Carson City District Court Judge James Russell said the measure was too broad and general in nature to be put before voters in November. “The issue to me is, are we adequately informing voters on what they’re voting on,” Russell said.
Besides being vague, Russell said the initiative violates a law limiting referendum questions to a single subject.
“There’s no way for the voter to understand the effects of the initiative,” he said
The ballot question was filed in October, and challenged by three plaintiffs represented by lawyers for Planned Parenthood and the American Civil Liberties Union.
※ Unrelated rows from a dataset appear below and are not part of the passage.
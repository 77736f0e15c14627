//! Declared external tool servers and their observable session state.

use chrono::{DateTime, Utc};
use serde::{Deserialize, Serialize};
use serde_json::Value;
use std::collections::BTreeMap;

/// How a session reaches its server.
#[derive(Debug, Clone, Copy, PartialEq, Eq, Hash, Default, Serialize, Deserialize)]
#[serde(rename_all = "kebab-case")]
pub enum TransportKind {
    /// Launch a subprocess and speak newline-delimited JSON over its pipes
    #[default]
    Stdio,
    /// Legacy HTTP+SSE: a GET event stream plus a POST endpoint it announces
    Sse,
    /// Single POST endpoint answering with JSON or an SSE stream
    StreamableHttp,
}

impl std::fmt::Display for TransportKind {
    fn fmt(&self, f: &mut std::fmt::Formatter<'_>) -> std::fmt::Result {
        let s = match self {
            Self::Stdio => "stdio",
            Self::Sse => "sse",
            Self::StreamableHttp => "streamable-http",
        };
        f.write_str(s)
    }
}

/// One external server an agent may use.
#[derive(Clone, Serialize, Deserialize)]
pub struct ServerSpec {
    /// Stable session id; also part of the model-visible tool names
    pub id: String,

    pub name: String,

    #[serde(default)]
    pub description: String,

    /// Owning agent
    #[serde(default)]
    pub agent: String,

    #[serde(default)]
    pub transport: TransportKind,

    #[serde(default, skip_serializing_if = "Option::is_none")]
    pub command: Option<String>,

    #[serde(default, skip_serializing_if = "Vec::is_empty")]
    pub args: Vec<String>,

    #[serde(default, skip_serializing_if = "BTreeMap::is_empty")]
    pub env: BTreeMap<String, String>,

    #[serde(default, skip_serializing_if = "Option::is_none")]
    pub url: Option<String>,

    #[serde(default, skip_serializing_if = "BTreeMap::is_empty")]
    pub headers: BTreeMap<String, String>,

    /// Preset this server was created from, if any
    #[serde(default, skip_serializing_if = "Option::is_none")]
    pub preset: Option<String>,

    #[serde(default = "default_enabled")]
    pub enabled: bool,
}

fn default_enabled() -> bool {
    true
}

impl ServerSpec {
    pub fn stdio(id: impl Into<String>, command: impl Into<String>, args: Vec<String>) -> Self {
        let id = id.into();
        Self {
            name: id.clone(),
            id,
            description: String::new(),
            agent: String::new(),
            transport: TransportKind::Stdio,
            command: Some(command.into()),
            args,
            env: BTreeMap::new(),
            url: None,
            headers: BTreeMap::new(),
            preset: None,
            enabled: true,
        }
    }

    pub fn http(id: impl Into<String>, transport: TransportKind, url: impl Into<String>) -> Self {
        let mut spec = Self::stdio(id, "", Vec::new());
        spec.command = None;
        spec.transport = transport;
        spec.url = Some(url.into());
        spec
    }

    pub fn with_agent(mut self, agent: impl Into<String>) -> Self {
        self.agent = agent.into();
        self
    }

    /// Human-readable endpoint for logs (no env or header values).
    pub fn endpoint(&self) -> String {
        match self.transport {
            TransportKind::Stdio => {
                let mut line = self.command.clone().unwrap_or_default();
                for arg in &self.args {
                    line.push(' ');
                    line.push_str(arg);
                }
                line
            }
            _ => self.url.clone().unwrap_or_default(),
        }
    }
}

impl std::fmt::Debug for ServerSpec {
    fn fmt(&self, f: &mut std::fmt::Formatter<'_>) -> std::fmt::Result {
        f.debug_struct("ServerSpec")
            .field("id", &self.id)
            .field("name", &self.name)
            .field("agent", &self.agent)
            .field("transport", &self.transport)
            .field("endpoint", &self.endpoint())
            .field("env", &self.env.keys().collect::<Vec<_>>())
            .field("headers", &self.headers.keys().collect::<Vec<_>>())
            .field("enabled", &self.enabled)
            .finish()
    }
}

/// Session lifecycle.
#[derive(Debug, Clone, Copy, PartialEq, Eq, Default, Serialize, Deserialize)]
#[serde(rename_all = "snake_case")]
pub enum SessionState {
    #[default]
    Disconnected,
    Connecting,
    Connected,
    Error,
}

/// Point-in-time view of one session.
#[derive(Debug, Clone, Default, Serialize, Deserialize)]
pub struct SessionStatus {
    pub id: String,
    pub name: String,
    pub transport: TransportKind,
    pub state: SessionState,
    pub server_name: Option<String>,
    pub server_version: Option<String>,
    pub protocol_version: Option<String>,
    pub capabilities: Option<Value>,
    pub last_error: Option<String>,
    pub connected_at: Option<DateTime<Utc>>,
    pub synced_at: Option<DateTime<Utc>>,
    pub tool_count: usize,
}

impl SessionStatus {
    pub fn new(spec: &ServerSpec) -> Self {
        Self {
            id: spec.id.clone(),
            name: spec.name.clone(),
            transport: spec.transport,
            ..Self::default()
        }
    }

    pub fn is_connected(&self) -> bool {
        self.state == SessionState::Connected
    }
}

#[cfg(test)]
mod tests {
    use super::*;

    #[test]
    fn transport_names_round_trip_through_toml() {
        let spec: ServerSpec = toml::from_str(
            r#"
id = "wiki"
name = "DeepWiki"
transport = "streamable-http"
url = "https://mcp.deepwiki.com/mcp"
"#,
        )
        .unwrap();
        assert_eq!(spec.transport, TransportKind::StreamableHttp);
        assert!(spec.enabled);
        assert_eq!(spec.transport.to_string(), "streamable-http");
    }

    #[test]
    fn debug_hides_secret_values() {
        let mut spec = ServerSpec::stdio("search", "npx", vec!["-y".into(), "firecrawl-mcp".into()]);
        spec.env.insert("FIRECRAWL_API_KEY".into(), "fc-secret".into());
        let debug = format!("{spec:?}");
        assert!(debug.contains("FIRECRAWL_API_KEY"));
        assert!(!debug.contains("fc-secret"));
        assert_eq!(spec.endpoint(), "npx -y firecrawl-mcp");
    }
}
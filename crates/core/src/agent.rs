//! Agent profile and per-run conversation inputs.

use serde::{Deserialize, Serialize};
use crate::message::{ImageAttachment, Role};

/// Stored configuration of one agent.
///
/// The seven prompt attributes are concatenated into the system prompt in
/// declaration order. Generation overrides are kept as strings, exactly as
/// the admin store holds them, and parsed per run.
#[derive(Debug, Clone, Default, Serialize, Deserialize)]
pub struct AgentProfile {
    #[serde(default)]
    pub id: String,

    pub name: String,

    #[serde(default)]
    pub role: String,
    #[serde(default)]
    pub goal: String,
    #[serde(default)]
    pub policies: String,
    #[serde(default)]
    pub task: String,
    #[serde(default)]
    pub objective: String,
    #[serde(default)]
    pub audience: String,
    #[serde(default)]
    pub constraints: String,

    /// Per-agent model override
    #[serde(default, skip_serializing_if = "Option::is_none")]
    pub model: Option<String>,
    #[serde(default, skip_serializing_if = "Option::is_none")]
    pub temperature: Option<String>,
    #[serde(default, skip_serializing_if = "Option::is_none")]
    pub max_tokens: Option<String>,
    #[serde(default, skip_serializing_if = "Option::is_none")]
    pub top_p: Option<String>,

    /// Knowledge base searched by the retrieval tool, if any
    #[serde(default, skip_serializing_if = "Option::is_none")]
    pub knowledge_base: Option<String>,
}

/// One prior exchange in the conversation history.
#[derive(Debug, Clone, PartialEq, Serialize, Deserialize)]
pub struct ConversationTurn {
    pub role: Role,
    pub content: String,
}

impl ConversationTurn {
    pub fn user(content: impl Into<String>) -> Self {
        Self {
            role: Role::User,
            content: content.into(),
        }
    }

    pub fn assistant(content: impl Into<String>) -> Self {
        Self {
            role: Role::Assistant,
            content: content.into(),
        }
    }
}

/// Immutable inputs to one orchestrator run.
#[derive(Debug, Clone, Default, Serialize, Deserialize)]
pub struct ConversationContext {
    /// The message being answered
    pub message: String,

    /// Optional image sent with the message
    #[serde(default, skip_serializing_if = "Option::is_none")]
    pub image: Option<ImageAttachment>,

    /// Prior turns, oldest first, excluding the current one
    #[serde(default)]
    pub history: Vec<ConversationTurn>,

    /// Chat target for user-routed tool output
    #[serde(default, skip_serializing_if = "Option::is_none")]
    pub reply_target: Option<String>,
}

impl ConversationContext {
    pub fn new(message: impl Into<String>) -> Self {
        Self {
            message: message.into(),
            ..Self::default()
        }
    }

    pub fn with_history(mut self, history: Vec<ConversationTurn>) -> Self {
        self.history = history;
        self
    }

    pub fn with_image(mut self, image: ImageAttachment) -> Self {
        self.image = Some(image);
        self
    }

    pub fn with_reply_target(mut self, target: impl Into<String>) -> Self {
        self.reply_target = Some(target.into());
        self
    }

    /// The last `window` prior turns, oldest first.
    pub fn recent_history(&self, window: usize) -> &[ConversationTurn] {
        let start = self.history.len().saturating_sub(window);
        &self.history[start..]
    }
}
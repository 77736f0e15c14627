//! Full runs through the gateway and an external tool session.

use async_trait::async_trait;
use serde_json::{Value, json};
use std::sync::{Arc, Mutex};
use switchyard_agent::ConversationOrchestrator;
use switchyard_config::{AppConfig, McpConfig};
use switchyard_core::agent::{AgentProfile, ConversationContext};
use switchyard_core::error::{ProtocolError, ProviderError};
use switchyard_core::message::{Message, MessageToolCall};
use switchyard_core::provider::{Provider, ProviderRequest, ProviderResponse, Usage};
use switchyard_mcp::protocol::{JsonRpcNotification, JsonRpcRequest, JsonRpcResponse};
use switchyard_mcp::{McpTransport, ServerSpec, SessionManager, TransportFactory};
use switchyard_providers::{Backend, LlmGateway};
use switchyard_tools::{ToolExecutor, load_registry};

struct Scripted {
    responses: Mutex<Vec<ProviderResponse>>,
    requests: Mutex<Vec<ProviderRequest>>,
}

impl Scripted {
    fn new(mut responses: Vec<ProviderResponse>) -> Arc<Self> {
        responses.reverse();
        Arc::new(Self {
            responses: Mutex::new(responses),
            requests: Mutex::new(Vec::new()),
        })
    }

    fn requests(&self) -> Vec<ProviderRequest> {
        self.requests.lock().unwrap().clone()
    }
}

#[async_trait]
impl Provider for Scripted {
    fn name(&self) -> &str {
        "scripted"
    }

    async fn complete(&self, request: ProviderRequest) -> Result<ProviderResponse, ProviderError> {
        self.requests.lock().unwrap().push(request);
        self.responses
            .lock()
            .unwrap()
            .pop()
            .ok_or_else(|| ProviderError::InvalidResponse("script exhausted".into()))
    }
}

struct Down;

#[async_trait]
impl Provider for Down {
    fn name(&self) -> &str {
        "ollama"
    }

    async fn complete(&self, _request: ProviderRequest) -> Result<ProviderResponse, ProviderError> {
        Err(ProviderError::Network("connection refused".into()))
    }
}

fn reply(content: &str, calls: &[(&str, &str, Value)]) -> ProviderResponse {
    let mut message = Message::assistant(content);
    message.tool_calls = calls
        .iter()
        .map(|(id, name, args)| MessageToolCall {
            id: (*id).into(),
            name: (*name).into(),
            arguments: args.to_string(),
        })
        .collect();
    ProviderResponse {
        message,
        usage: Usage {
            input_tokens: Some(100),
            output_tokens: Some(20),
        },
        model: "scripted".into(),
        finish_reason: None,
        provider_used: String::new(),
        fallback_error: None,
    }
}

fn profile() -> AgentProfile {
    AgentProfile {
        id: "agent-1".into(),
        name: "docs".into(),
        role: "a documentation assistant".into(),
        model: Some("llama3".into()),
        ..AgentProfile::default()
    }
}

fn executor(config: &AppConfig) -> Arc<ToolExecutor> {
    let registry = load_registry(switchyard_tools::builtins::all(), 20).unwrap();
    Arc::new(ToolExecutor::new(Arc::new(registry), config).unwrap())
}

/// A wiki server with one `lookup` tool.
struct WikiFactory;

struct WikiTransport;

#[async_trait]
impl TransportFactory for WikiFactory {
    async fn open(&self, _spec: &ServerSpec) -> Result<Box<dyn McpTransport>, ProtocolError> {
        Ok(Box::new(WikiTransport))
    }
}

#[async_trait]
impl McpTransport for WikiTransport {
    async fn request(&mut self, request: JsonRpcRequest) -> Result<JsonRpcResponse, ProtocolError> {
        let params = request.params.clone().unwrap_or(Value::Null);
        let result = match request.method.as_str() {
            "initialize" => json!({"protocolVersion": "2024-11-05", "capabilities": {}, "serverInfo": {"name": "wiki"}}),
            "tools/list" => json!({"tools": [{
                "name": "lookup",
                "description": "Look up a wiki page",
                "inputSchema": {"type": "object", "properties": {"page": {"type": "string"}}}
            }]}),
            _ => json!({"content": [{"type": "text", "text": format!("page {}", params["arguments"]["page"].as_str().unwrap_or("?"))}]}),
        };
        Ok(JsonRpcResponse {
            id: Some(request.id),
            result: Some(result),
            error: None,
        })
    }

    async fn notify(&mut self, _notification: JsonRpcNotification) -> Result<(), ProtocolError> {
        Ok(())
    }

    async fn close(&mut self) {}
}

#[tokio::test]
async fn local_failure_falls_back_to_aggregator() {
    let config = AppConfig::default();
    let aggregator = Scripted::new(vec![reply("Hi from the aggregator", &[])]);
    let gateway = LlmGateway::new(Some(aggregator.clone()))
        .with_local(Arc::new(Down))
        .with_default_backend(Backend::Local);

    let orch = ConversationOrchestrator::new(profile(), Arc::new(gateway), executor(&config), &config);
    let report = orch.run(&ConversationContext::new("hello")).await;

    assert_eq!(report.answer(), Some("Hi from the aggregator"));
    assert_eq!(report.trace.provider_used, "aggregator_fallback");
    assert_eq!(report.trace.model, "llama3");
    assert_eq!(aggregator.requests()[0].model, "llama3");
}

#[tokio::test]
async fn external_session_tools_join_the_loop() {
    let config = AppConfig::default();
    let sessions = Arc::new(SessionManager::with_factory(&McpConfig::default(), Arc::new(WikiFactory)));
    sessions
        .register(ServerSpec::stdio("wiki", "wiki-server", Vec::new()).with_agent("agent-1"))
        .await
        .unwrap();
    sessions.connect("wiki").await.unwrap();

    let provider = Scripted::new(vec![
        reply("", &[("c1", "mcp_wiki_lookup", json!({"page": "Rust"}))]),
        reply("The Rust page says hello.", &[]),
    ]);
    let orch = ConversationOrchestrator::new(profile(), provider.clone(), executor(&config), &config)
        .with_sessions(sessions.clone());

    let catalog = orch.catalog().await.unwrap();
    assert_eq!(catalog.names(), vec!["current_datetime", "calculate", "mcp_wiki_lookup"]);

    let report = orch.run(&ConversationContext::new("what does the Rust page say?")).await;
    assert!(report.is_success(), "{:?}", report.outcome);
    assert_eq!(report.trace.input_tokens, Some(200));

    let requests = provider.requests();
    let external = requests[0].tools.iter().find(|t| t.name == "mcp_wiki_lookup").unwrap();
    assert!(external.description.starts_with("[MCP: "));
    let tool_message = requests[1].messages.last().unwrap();
    assert_eq!(tool_message.tool_call_id.as_deref(), Some("c1"));
    assert_eq!(tool_message.content, r#"{"answer":"page Rust"}"#);
}

#[tokio::test]
async fn other_agents_do_not_see_the_session() {
    let config = AppConfig::default();
    let sessions = Arc::new(SessionManager::with_factory(&McpConfig::default(), Arc::new(WikiFactory)));
    sessions
        .register(ServerSpec::stdio("wiki", "wiki-server", Vec::new()).with_agent("someone-else"))
        .await
        .unwrap();
    sessions.connect("wiki").await.unwrap();

    let orch = ConversationOrchestrator::new(profile(), Scripted::new(Vec::new()), executor(&config), &config)
        .with_sessions(sessions);
    let catalog = orch.catalog().await.unwrap();
    assert!(!catalog.names().contains(&"mcp_wiki_lookup"));
}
Voters in Colorado rejected a similar measure in 2008. This year, it is being pursued in about a half dozen states.
Michael Brooks, an attorney for the Nevada personhood movement, said after Friday’s hearing that an appeal to the Nevada Supreme Court was planned.
Lee Rowland, attorney for the ACLU of Nevada, argued that while the initiative would add only 14 words to the constitution, it would have sweeping repercussions throughout state law and the constitution, including abortion rights, contraception and infertility treatments, that are not explained.
“It is making thousands of direct changes,” Rowland said.
Brooks countered that the proposal was not vague, and that “any eight-year-old” could understand it.
“This is far beyond the isolated issue of abortion,” he said. “Just because it’s broad doesn’t mean it’s vague.
Brooks said the intent was to protect the “dignity” of human life, and that any rulings as to how the amendment effected other areas of law would be up to future courts to decide.
Olaf Vancura, a Nevada Personhood leader, said if the Supreme Court overturns Russell’s ruling, the group will have until the middle of the summer to collect about 97,000 signatures to qualify for the November ballot.